Kids manipulate their parents. It’s part of their normal routine. They learn to use their charms and strengths to get their way and negotiate more power in the family.
Kids watch their parents for a living. It’s their job. It’s what they do. And they know their parents have more power than they do. So, they learn quickly which parent can be manipulated and how much it will take to get that parent to give in.
The real problem with manipulation is when kids use behavioral threats to manipulate you. In other words, “If I don’t get my way, I’m going to make trouble for you.” In this situation, the manipulation becomes a power and control game for the child, and that’s where it gets problematic for parents.
A child might tailor the request specifically to each parent to increase the chance of acceptance. For example, if mom said no to staying up late to watch a movie, maybe dad will say yes because he’s been wanting to watch that movie for a while.
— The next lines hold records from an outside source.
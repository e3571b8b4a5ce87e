//! View model types representing renderable UI state.
//!
//! View models are computed by `AppState::compute_viewmodel()` and consumed by
//! the renderer. They hold display-ready data only: truncated cell text,
//! highlight ranges, selection flags and overlay contents.

use crate::domain::EmployeeStatus;
use crate::notify::Severity;
use crate::table::Column;

/// Complete UI view model for one frame.
#[derive(Debug, Clone, PartialEq)]
pub struct UIViewModel {
    /// Title line at the top of the pane.
    pub header: HeaderInfo,

    /// Present while search mode is active.
    pub search_bar: Option<SearchBarInfo>,

    /// Columns that fit the pane, in display order.
    pub columns: Vec<ColumnHeader>,

    /// Rows of the current page inside the visible window.
    pub rows: Vec<DisplayRow>,

    /// Range text and page position under the table.
    pub pagination: PaginationInfo,

    /// Keybinding hints on the last row.
    pub footer: FooterInfo,

    /// Replaces the table body when there is nothing to show.
    pub empty_state: Option<EmptyState>,

    /// The single visible notification, if any.
    pub toast: Option<ToastInfo>,

    /// Present while any request is in flight.
    pub loading: Option<LoadingInfo>,

    /// Add/edit form or delete confirmation drawn over everything else.
    pub modal: Option<ModalInfo>,
}

/// Header line content.
#[derive(Debug, Clone, PartialEq, Eq)]
pub struct HeaderInfo {
    /// Title with the employee count, e.g. `" Employee Directory (42) "`.
    pub title: String,
}

/// Search input state.
#[derive(Debug, Clone, PartialEq, Eq)]
pub struct SearchBarInfo {
    /// Current filter text.
    pub query: String,
    /// Whether keys currently edit the query.
    pub focused: bool,
}

/// One table column as laid out for this frame.
#[derive(Debug, Clone, PartialEq, Eq)]
pub struct ColumnHeader {
    pub column: Column,
    /// Header text.
    pub label: String,
    /// Width in cells, separator included.
    pub width: usize,
    /// `▲`/`▼` when the table is sorted on this column.
    pub sort_arrow: Option<&'static str>,
}

/// A table row ready for display.
#[derive(Debug, Clone, PartialEq, Eq)]
pub struct DisplayRow {
    /// One cell per visible column, same order as the headers.
    pub cells: Vec<DisplayCell>,
    /// Drives the status cell color.
    pub status: EmployeeStatus,
    /// Selected rows render with the selection colors.
    pub is_selected: bool,
}

/// One cell, already truncated to its column width.
#[derive(Debug, Clone, PartialEq, Eq)]
pub struct DisplayCell {
    pub column: Column,
    /// Clipped cell text.
    pub text: String,
    /// `(start, end)` character ranges matching the filter.
    pub highlight_ranges: Vec<(usize, usize)>,
}

/// Pagination line content.
#[derive(Debug, Clone, PartialEq, Eq)]
pub struct PaginationInfo {
    /// `"1 to 10 of 42 employees"`.
    pub text: String,
    /// `"Page 2 of 5"`.
    pub page: String,
    /// Rows per page.
    pub page_size: usize,
}

/// Footer content.
#[derive(Debug, Clone, PartialEq, Eq)]
pub struct FooterInfo {
    /// Hints for the current input mode.
    pub keybindings: String,
}

/// Placeholder shown instead of rows.
#[derive(Debug, Clone, PartialEq, Eq)]
pub struct EmptyState {
    /// Main line, e.g. `"No employees found"`.
    pub message: String,
    /// Dimmed hint under the message.
    pub subtitle: String,
}

/// Notification toast content.
#[derive(Debug, Clone, PartialEq)]
pub struct ToastInfo {
    /// Severity glyph or a custom icon.
    pub icon: String,
    pub message: String,
    /// Selects the accent color.
    pub severity: Severity,
    /// Elapsed share of the display time, `0.0..=1.0`.
    pub progress: f64,
}

/// Loading overlay content.
#[derive(Debug, Clone, PartialEq, Eq)]
pub struct LoadingInfo {
    /// Current spinner frame.
    pub spinner: &'static str,
    /// `"Loading..."`, with an elapsed hint on slow requests.
    pub message: String,
    /// Requests currently counted by the tracker.
    pub in_flight: usize,
    /// Animation step of the indeterminate progress bar.
    pub bar_offset: usize,
}

/// Modal dialog drawn over the table.
#[derive(Debug, Clone, PartialEq, Eq)]
pub enum ModalInfo {
    Form(FormInfo),
    Confirm(ConfirmInfo),
}

/// Add/edit form content.
#[derive(Debug, Clone, PartialEq, Eq)]
pub struct FormInfo {
    /// `"Add New Employee"` or `"Edit Employee"`.
    pub title: String,
    /// Fields in tab order.
    pub fields: Vec<FormFieldInfo>,
    /// Shows a saving hint while the request is in flight.
    pub submitting: bool,
}

/// One form row.
#[derive(Debug, Clone, PartialEq, Eq)]
pub struct FormFieldInfo {
    pub label: String,
    /// Raw input text or the selected option.
    pub value: String,
    /// Validation message shown after the value.
    pub error: Option<String>,
    /// Draws the focus marker.
    pub focused: bool,
    /// Picker fields cycle with arrow keys instead of accepting text.
    pub is_choice: bool,
}

/// Delete confirmation content.
#[derive(Debug, Clone, PartialEq, Eq)]
pub struct ConfirmInfo {
    pub title: String,
    /// Question naming the employee.
    pub message: String,
    /// `"This action cannot be undone."`
    pub warning: String,
}
//! Loading-state coordination.
//!
//! - [`tracker`]: in-flight request counter and loading signal publisher

pub mod tracker;

pub use tracker::{EndOnDrop, LoadingTracker, SubscriptionId};
//! Users REST service.
//!
//! [`ApiClient`] builds requests for the `/users` collection (and generic
//! routes on the authenticated endpoint), passes each through the
//! [`RequestInterceptor`] and remembers which operation it belongs to. When
//! the host reports a result, [`ApiClient::complete`] decodes it into an
//! [`ApiOutcome`].
//!
//! Two endpoints exist:
//!
//! - the mock endpoint (`mock_api_url`), unauthenticated, serving `/users`
//! - the authenticated endpoint (`api_url`), which needs a bearer token from
//!   the [`TokenStore`]
//!
//! With `use_auth` enabled the users operations target the authenticated
//! endpoint as well.

use serde::Serialize;
use serde_json::Value;
use std::collections::HashMap;
use std::rc::Rc;

use crate::domain::error::{Result, RosterError};
use crate::domain::{Employee, EmployeeDraft, EmployeeId};
use crate::http::interceptor::{RequestInterceptor, DEFAULT_CLIENT_ID};
use crate::http::request::{HttpMethod, HttpRequest, HttpResponse, RequestId};
use crate::infrastructure::Clock;
use crate::storage::TokenStore;

/// Default unauthenticated endpoint.
pub const DEFAULT_MOCK_API_URL: &str = "http://localhost:3000";

/// Endpoint settings for [`ApiClient`].
#[derive(Debug, Clone, PartialEq, Eq)]
pub struct ApiConfig {
    pub mock_api_url: String,
    pub api_url: Option<String>,
    pub use_auth: bool,
    pub client_id: String,
}

impl Default for ApiConfig {
    fn default() -> Self {
        Self {
            mock_api_url: DEFAULT_MOCK_API_URL.to_string(),
            api_url: None,
            use_auth: false,
            client_id: DEFAULT_CLIENT_ID.to_string(),
        }
    }
}

/// What a dispatched request was for.
#[derive(Debug, Clone, PartialEq, Eq)]
pub enum ApiOperation {
    ListUsers,
    GetUser(EmployeeId),
    AddUser,
    UpdateUser(EmployeeId),
    DeleteUser(EmployeeId),
    Raw { route: String },
}

impl ApiOperation {
    /// `(verb, entity)` used in failure notifications.
    #[must_use]
    pub const fn describe(&self) -> (&'static str, &'static str) {
        match self {
            Self::ListUsers => ("load", "employees"),
            Self::GetUser(_) => ("load", "employee"),
            Self::AddUser => ("add", "employee"),
            Self::UpdateUser(_) => ("update", "employee"),
            Self::DeleteUser(_) => ("delete", "employee"),
            Self::Raw { .. } => ("call", "endpoint"),
        }
    }
}

/// Decoded result of a successful operation.
#[derive(Debug, Clone, PartialEq)]
pub enum ApiOutcome {
    UsersLoaded(Vec<Employee>),
    UserFetched(Employee),
    UserAdded(Employee),
    UserUpdated(Employee),
    UserDeleted(EmployeeId),
    Raw(Value),
}

/// A settled request paired with the operation that issued it.
#[derive(Debug)]
pub struct Completion {
    pub request_id: RequestId,
    pub operation: ApiOperation,
    pub result: Result<ApiOutcome>,
}

pub struct ApiClient {
    interceptor: RequestInterceptor,
    tokens: Box<dyn TokenStore>,
    config: ApiConfig,
    operations: HashMap<RequestId, ApiOperation>,
}

impl ApiClient {
    #[must_use]
    pub fn new(config: ApiConfig, tokens: Box<dyn TokenStore>, clock: Rc<dyn Clock>) -> Self {
        Self {
            interceptor: RequestInterceptor::new(config.client_id.clone(), clock),
            tokens,
            config,
            operations: HashMap::new(),
        }
    }

    /// `GET /users`.
    ///
    /// # Errors
    ///
    /// Fails before dispatch when authentication is required but unavailable.
    pub fn get_users(&mut self) -> Result<HttpRequest> {
        let request = self.users_request(HttpMethod::Get, None)?;
        Ok(self.dispatch(request, ApiOperation::ListUsers))
    }

    /// `GET /users/{id}`.
    ///
    /// # Errors
    ///
    /// Fails before dispatch when authentication is required but unavailable.
    pub fn get_user_by_id(&mut self, id: EmployeeId) -> Result<HttpRequest> {
        let request = self.users_request(HttpMethod::Get, Some(id))?;
        Ok(self.dispatch(request, ApiOperation::GetUser(id)))
    }

    /// `POST /users` with the draft as body.
    ///
    /// # Errors
    ///
    /// Fails before dispatch when authentication is required but unavailable
    /// or the draft cannot be encoded.
    pub fn add_user(&mut self, draft: &EmployeeDraft) -> Result<HttpRequest> {
        let request = self.users_request(HttpMethod::Post, None)?.with_json(draft)?;
        Ok(self.dispatch(request, ApiOperation::AddUser))
    }

    /// `PUT /users/{id}` with the draft as body.
    ///
    /// # Errors
    ///
    /// Same as [`ApiClient::add_user`].
    pub fn update_user(&mut self, id: EmployeeId, draft: &EmployeeDraft) -> Result<HttpRequest> {
        let request = self.users_request(HttpMethod::Put, Some(id))?.with_json(draft)?;
        Ok(self.dispatch(request, ApiOperation::UpdateUser(id)))
    }

    /// `DELETE /users/{id}`.
    ///
    /// # Errors
    ///
    /// Fails before dispatch when authentication is required but unavailable.
    pub fn delete_user(&mut self, id: EmployeeId) -> Result<HttpRequest> {
        let request = self.users_request(HttpMethod::Delete, Some(id))?;
        Ok(self.dispatch(request, ApiOperation::DeleteUser(id)))
    }

    /// `GET <api_url>/<route>`.
    ///
    /// # Errors
    ///
    /// Returns [`RosterError::Config`] when no `api_url` is configured and
    /// [`RosterError::MissingToken`] when `is_auth` is set without a token.
    pub fn get_call(&mut self, route: &str, is_auth: bool) -> Result<HttpRequest> {
        let request = self.raw_request(HttpMethod::Get, route, is_auth)?;
        Ok(self.dispatch(request, ApiOperation::Raw { route: route.to_string() }))
    }

    /// `POST <api_url>/<route>` with `payload` as JSON body.
    ///
    /// # Errors
    ///
    /// Same as [`ApiClient::get_call`], plus encoding failures.
    pub fn post_call<T: Serialize>(&mut self, payload: &T, route: &str, is_auth: bool) -> Result<HttpRequest> {
        let request = self.raw_request(HttpMethod::Post, route, is_auth)?.with_json(payload)?;
        Ok(self.dispatch(request, ApiOperation::Raw { route: route.to_string() }))
    }

    /// Resolves a host response.
    ///
    /// Returns `None` when the response does not belong to a request issued by
    /// this client. A `401` clears the stored token.
    pub fn complete(&mut self, response: HttpResponse) -> Option<Completion> {
        let (request_id, settled) = self.interceptor.settle(response)?;
        let operation = self.operations.remove(&request_id)?;
        let _span = tracing::debug_span!("api_complete", request_id = %request_id, ?operation).entered();

        let result = match settled {
            Ok(response) => decode(&operation, &response),
            Err(error) => {
                if error.status == 401 {
                    tracing::info!("unauthorized response, clearing stored token");
                    if let Err(e) = self.tokens.clear() {
                        tracing::error!(error = %e, "failed to clear token");
                    }
                }
                Err(RosterError::Api(error))
            }
        };

        Some(Completion {
            request_id,
            operation,
            result,
        })
    }

    /// Stores a bearer token for the authenticated endpoint.
    ///
    /// # Errors
    ///
    /// Returns the token store's error if persisting fails.
    pub fn set_token(&mut self, token: &str) -> Result<()> {
        self.tokens.save(token)
    }

    /// Whether a bearer token is currently stored.
    #[must_use]
    pub fn has_token(&self) -> bool {
        matches!(self.tokens.load(), Ok(Some(_)))
    }

    #[must_use]
    pub const fn interceptor(&self) -> &RequestInterceptor {
        &self.interceptor
    }

    pub fn interceptor_mut(&mut self) -> &mut RequestInterceptor {
        &mut self.interceptor
    }

    #[must_use]
    pub const fn config(&self) -> &ApiConfig {
        &self.config
    }

    fn dispatch(&mut self, request: HttpRequest, operation: ApiOperation) -> HttpRequest {
        let request = self.interceptor.intercept(request);
        if let Some(id) = request.request_id() {
            self.operations.insert(id, operation);
        }
        request
    }

    fn users_request(&self, method: HttpMethod, id: Option<EmployeeId>) -> Result<HttpRequest> {
        let route = id.map_or_else(|| "users".to_string(), |id| format!("users/{id}"));
        if self.config.use_auth {
            let base = self.auth_base()?;
            self.authorize(HttpRequest::new(method, join_url(base, &route)))
        } else {
            Ok(HttpRequest::new(method, join_url(&self.config.mock_api_url, &route)))
        }
    }

    fn raw_request(&self, method: HttpMethod, route: &str, is_auth: bool) -> Result<HttpRequest> {
        let request = HttpRequest::new(method, join_url(self.auth_base()?, route));
        if is_auth {
            self.authorize(request)
        } else {
            Ok(request)
        }
    }

    fn auth_base(&self) -> Result<&str> {
        self.config
            .api_url
            .as_deref()
            .ok_or_else(|| RosterError::Config("api_url is not configured".to_string()))
    }

    fn authorize(&self, request: HttpRequest) -> Result<HttpRequest> {
        let token = self.tokens.load()?.ok_or(RosterError::MissingToken)?;
        Ok(request.with_header("Authorization", format!("Bearer {token}")))
    }
}

impl std::fmt::Debug for ApiClient {
    fn fmt(&self, f: &mut std::fmt::Formatter<'_>) -> std::fmt::Result {
        f.debug_struct("ApiClient")
            .field("interceptor", &self.interceptor)
            .field("config", &self.config)
            .field("operations", &self.operations)
            .finish_non_exhaustive()
    }
}

fn decode(operation: &ApiOperation, response: &HttpResponse) -> Result<ApiOutcome> {
    Ok(match operation {
        ApiOperation::ListUsers => ApiOutcome::UsersLoaded(response.json()?),
        ApiOperation::GetUser(_) => ApiOutcome::UserFetched(response.json()?),
        ApiOperation::AddUser => ApiOutcome::UserAdded(response.json()?),
        ApiOperation::UpdateUser(_) => ApiOutcome::UserUpdated(response.json()?),
        ApiOperation::DeleteUser(id) => ApiOutcome::UserDeleted(*id),
        ApiOperation::Raw { .. } => {
            if response.body.iter().all(u8::is_ascii_whitespace) {
                ApiOutcome::Raw(Value::Null)
            } else {
                ApiOutcome::Raw(response.json()?)
            }
        }
    })
}

/// Joins a base url and a route with exactly one slash between them.
#[must_use]
pub fn join_url(base: &str, route: &str) -> String {
    format!("{}/{}", base.trim_end_matches('/'), route.trim_start_matches('/'))
}
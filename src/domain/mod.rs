//! Domain layer for the zroster plugin.
//!
//! Core types independent of Zellij APIs and of the HTTP plumbing.
//!
//! # Organization
//!
//! - [`error`]: Error types and result aliases
//! - [`employee`]: Employee record, status, and draft payloads

pub mod employee;
pub mod error;

pub use employee::{format_usd, parse_join_date, Employee, EmployeeDraft, EmployeeId, EmployeeStatus};
pub use error::{Result, RosterError};
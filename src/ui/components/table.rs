//! Table component renderer.
//!
//! Renders the employee grid: a bold header line carrying sort arrows, then
//! one line per employee with selection, status and match highlighting.

use crate::table::Column;
use crate::ui::helpers::{self, pad, position_cursor, text_width};
use crate::ui::theme::Theme;
use crate::ui::viewmodel::{ColumnHeader, DisplayCell, DisplayRow};

/// Renders the column headers at `row` and returns the next row.
///
/// The sorted column shows `▲` or `▼` after its label.
pub fn render_table_headers(row: usize, columns: &[ColumnHeader], theme: &Theme, cols: usize) -> usize {
    position_cursor(row, 1);
    print!("{}", Theme::bold());
    print!("{}", Theme::fg(&theme.colors.header_fg));

    let mut used = 0;
    for header in columns {
        let label = match header.sort_arrow {
            Some(arrow) => format!("{} {arrow}", header.label),
            None => header.label.clone(),
        };
        print!("{}", pad(&label, header.width));
        used += header.width;
    }
    print!("{}", " ".repeat(cols.saturating_sub(used)));

    print!("{}", Theme::reset());
    row + 1
}

/// Renders all rows starting at `row` and returns the row after the last one.
pub fn render_table_rows(row: usize, rows: &[DisplayRow], theme: &Theme, cols: usize) -> usize {
    let mut current_row = row;
    for display_row in rows {
        current_row = render_table_row(current_row, display_row, theme, cols);
    }
    current_row
}

/// Renders a single row padded to the full pane width.
///
/// Styling precedence: selection colors, then the status color for the
/// status cell, then match highlights, then normal text. Cell text arrives
/// already shorter than its column, leaving one space as the gutter.
fn render_table_row(row: usize, display_row: &DisplayRow, theme: &Theme, cols: usize) -> usize {
    position_cursor(row, 1);

    let base = if display_row.is_selected {
        format!(
            "{}{}",
            Theme::fg(&theme.colors.selection_fg),
            Theme::bg(&theme.colors.selection_bg)
        )
    } else {
        Theme::fg(&theme.colors.text_normal)
    };
    print!("{base}");

    let mut used = 0;
    for cell in &display_row.cells {
        render_cell(cell, display_row, theme, &base);
        used += cell.column.width();
    }
    print!("{}", " ".repeat(cols.saturating_sub(used)));

    print!("{}", Theme::reset());
    row + 1
}

fn render_cell(cell: &DisplayCell, display_row: &DisplayRow, theme: &Theme, base: &str) {
    let width = cell.column.width();

    if cell.column == Column::Status && !display_row.is_selected {
        print!("{}", Theme::fg(theme.status_color(display_row.status)));
        print!("{}", pad(&cell.text, width));
        print!("{base}");
        return;
    }

    if cell.highlight_ranges.is_empty() {
        print!("{}", pad(&cell.text, width));
    } else {
        helpers::render_highlighted_text(&cell.text, &cell.highlight_ranges, theme, display_row.is_selected, base);
        print!("{}", " ".repeat(width.saturating_sub(text_width(&cell.text))));
    }
}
Another form of manipulation kids use is to split their parents. They’ll go to the parent who they think is the weakest link or the one who has wavered in the past in order to gain power. That’s why parents must be very coordinated in what they value and what their decisions are.
Whenever a child uses a power play to get his way, you need to be very careful about how you respond. Keep your emotions in check. You cannot give in and you cannot negotiate while the kid is in that state of mind. If your child raises his voice at you when he hears the word no or yells at you, simply say, “We will not talk about this if you raise your voice. We’ll discuss it later when you have calmed down.”
Here are some steps to take to avoid the issue in the future:
Don’t give them an audience. Kids will play to the house in hopes of getting an advantage. Let them know you will come back and talk with them when they are calmer, then leave the room.
Don’t be the weakest link. You and your spouse must be on the same page. Stay resolved that you will stick to your talking points.
Stop negotiating. If you negotiate this time, you will have to negotiate every time. Stick to the decision you made, and your child can either accept it or not.
Be consistent. Whatever path you take, it must be the same one every time the issue resurfaces. Consistency is probably the most important aspect of parenting.
Hold them accountable. If rules are broken, children must suffer the logical consequences of their actions.
If you have one “pushover parent” then you might want to consider getting your child to request things in front of both parents. Or the easily influenced parent can tell the child they will think about it and discuss the idea with the other parent. Important decisions should be made after both parents have weighed the pros and cons together.
When parents disagree, they should handle it privately. If the consequences change, they should be changed by the parent who delegated them, so that the parents remain empowered and united.
If you have a manipulative child and you decide on certain strategies to manage that manipulative behavior, both parents must be on the same page with their values as well as their plan. Once your child knows the rules of the road, you will not be manipulated, and peace can prevail.